• **Directions**:
These entries are to be retyped in full, word for word.

• **Data provided**:
◆ ◆ ◆

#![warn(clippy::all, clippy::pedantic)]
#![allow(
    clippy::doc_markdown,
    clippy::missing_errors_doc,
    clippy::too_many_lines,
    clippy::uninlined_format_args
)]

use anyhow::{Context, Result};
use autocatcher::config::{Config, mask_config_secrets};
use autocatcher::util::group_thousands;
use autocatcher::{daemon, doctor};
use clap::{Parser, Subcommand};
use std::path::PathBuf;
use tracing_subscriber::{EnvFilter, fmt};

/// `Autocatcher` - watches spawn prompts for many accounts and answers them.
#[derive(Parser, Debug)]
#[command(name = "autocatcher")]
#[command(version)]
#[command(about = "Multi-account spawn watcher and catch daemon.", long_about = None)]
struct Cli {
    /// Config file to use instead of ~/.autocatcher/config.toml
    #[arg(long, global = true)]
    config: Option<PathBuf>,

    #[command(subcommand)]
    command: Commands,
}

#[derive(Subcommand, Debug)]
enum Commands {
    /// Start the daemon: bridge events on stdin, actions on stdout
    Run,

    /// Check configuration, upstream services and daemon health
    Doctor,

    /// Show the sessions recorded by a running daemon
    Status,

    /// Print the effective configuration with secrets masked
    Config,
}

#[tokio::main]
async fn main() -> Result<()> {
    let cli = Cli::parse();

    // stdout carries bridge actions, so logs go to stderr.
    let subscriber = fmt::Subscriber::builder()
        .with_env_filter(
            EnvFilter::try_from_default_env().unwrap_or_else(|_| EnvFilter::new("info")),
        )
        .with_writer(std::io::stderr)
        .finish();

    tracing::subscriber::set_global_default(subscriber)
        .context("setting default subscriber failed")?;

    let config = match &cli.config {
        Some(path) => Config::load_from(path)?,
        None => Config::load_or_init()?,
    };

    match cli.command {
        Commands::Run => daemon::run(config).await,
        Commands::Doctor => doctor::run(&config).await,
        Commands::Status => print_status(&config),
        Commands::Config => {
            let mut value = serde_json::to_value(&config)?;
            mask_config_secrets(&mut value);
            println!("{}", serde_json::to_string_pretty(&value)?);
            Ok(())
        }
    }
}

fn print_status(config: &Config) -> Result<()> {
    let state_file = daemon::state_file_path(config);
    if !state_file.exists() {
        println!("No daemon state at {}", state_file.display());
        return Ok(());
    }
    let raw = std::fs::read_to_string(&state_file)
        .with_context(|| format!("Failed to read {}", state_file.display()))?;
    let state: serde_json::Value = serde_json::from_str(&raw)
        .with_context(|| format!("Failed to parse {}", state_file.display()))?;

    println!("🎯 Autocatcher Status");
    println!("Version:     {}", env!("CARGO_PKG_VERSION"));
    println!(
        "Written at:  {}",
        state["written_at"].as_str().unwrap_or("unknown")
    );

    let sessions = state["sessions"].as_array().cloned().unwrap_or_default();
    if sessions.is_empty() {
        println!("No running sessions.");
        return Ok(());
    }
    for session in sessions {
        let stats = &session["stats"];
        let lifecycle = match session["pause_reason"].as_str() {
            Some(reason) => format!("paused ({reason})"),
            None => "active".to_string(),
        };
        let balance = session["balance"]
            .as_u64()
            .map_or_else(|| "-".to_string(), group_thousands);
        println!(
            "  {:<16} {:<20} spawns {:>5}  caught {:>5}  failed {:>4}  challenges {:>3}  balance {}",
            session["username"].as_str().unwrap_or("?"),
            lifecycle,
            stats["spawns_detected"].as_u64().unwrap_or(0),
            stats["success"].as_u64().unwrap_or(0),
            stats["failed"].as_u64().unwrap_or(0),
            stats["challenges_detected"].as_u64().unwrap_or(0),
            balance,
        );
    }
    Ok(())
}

◆ ◆ ◆

• **Reply**:
#![warn(clippy::all, clippy::pedantic)]
#![allow(
    clippy::doc_markdown,
    clippy::missing_errors_doc,
    clippy::too_many_lines,
    clippy::uninlined_format_args
)]

use anyhow::{Context, Result};
use autocatcher::config::{Config, mask_config_secrets};
use autocatcher::util::group_thousands;
use autocatcher::{daemon, doctor};
use clap::{Parser, Subcommand};
use std::path::PathBuf;
use tracing_subscriber::{EnvFilter, fmt};

/// `Autocatcher` - watches spawn prompts for many accounts and answers them.
#[derive(Parser, Debug)]
#[command(name = "autocatcher")]
#[command(version)]
#[command(about = "Multi-account spawn watcher and catch daemon.", long_about = None)]
struct Cli {
    /// Config file to use instead of ~/.autocatcher/config.toml
    #[arg(long, global = true)]
    config: Option<PathBuf>,

    #[command(subcommand)]
    command: Commands,
}

#[derive(Subcommand, Debug)]
enum Commands {
    /// Start the daemon: bridge events on stdin, actions on stdout
    Run,

    /// Check configuration, upstream services and daemon health
    Doctor,

    /// Show the sessions recorded by a running daemon
    Status,

    /// Print the effective configuration with secrets masked
    Config,
}

#[tokio::main]
async fn main() -> Result<()> {
    let cli = Cli::parse();

    // stdout carries bridge actions, so logs go to stderr.
    let subscriber = fmt::Subscriber::builder()
        .with_env_filter(
            EnvFilter::try_from_default_env().unwrap_or_else(|_| EnvFilter::new("info")),
        )
        .with_writer(std::io::stderr)
        .finish();

    tracing::subscriber::set_global_default(subscriber)
        .context("setting default subscriber failed")?;

    let config = match &cli.config {
        Some(path) => Config::load_from(path)?,
        None => Config::load_or_init()?,
    };

    match cli.command {
        Commands::Run => daemon::run(config).await,
        Commands::Doctor => doctor::run(&config).await,
        Commands::Status => print_status(&config),
        Commands::Config => {
            let mut value = serde_json::to_value(&config)?;
            mask_config_secrets(&mut value);
            println!("{}", serde_json::to_string_pretty(&value)?);
            Ok(())
        }
    }
}

fn print_status(config: &Config) -> Result<()> {
    let state_file = daemon::state_file_path(config);
    if !state_file.exists() {
        println!("No daemon state at {}", state_file.display());
        return Ok(());
    }
    let raw = std::fs::read_to_string(&state_file)
        .with_context(|| format!("Failed to read {}", state_file.display()))?;
    let state: serde_json::Value = serde_json::from_str(&raw)
        .with_context(|| format!("Failed to parse {}", state_file.display()))?;

    println!("🎯 Autocatcher Status");
    println!("Version:     {}", env!("CARGO_PKG_VERSION"));
    println!(
        "Written at:  {}",
        state["written_at"].as_str().unwrap_or("unknown")
    );

    let sessions = state["sessions"].as_array().cloned().unwrap_or_default();
    if sessions.is_empty() {
        println!("No running sessions.");
        return Ok(());
    }
    for session in sessions {
        let stats = &session["stats"];
        let lifecycle = match session["pause_reason"].as_str() {
            Some(reason) => format!("paused ({reason})"),
            None => "active".to_string(),
        };
        let balance = session["balance"]
            .as_u64()
            .map_or_else(|| "-".to_string(), group_thousands);
        println!(
            "  {:<16} {:<20} spawns {:>5}  caught {:>5}  failed {:>4}  challenges {:>3}  balance {}",
            session["username"].as_str().unwrap_or("?"),
            lifecycle,
            stats["spawns_detected"].as_u64().unwrap_or(0),
            stats["success"].as_u64().unwrap_or(0),
            stats["failed"].as_u64().unwrap_or(0),
            stats["challenges_detected"].as_u64().unwrap_or(0),
            balance,
        );
    }
    Ok(())
}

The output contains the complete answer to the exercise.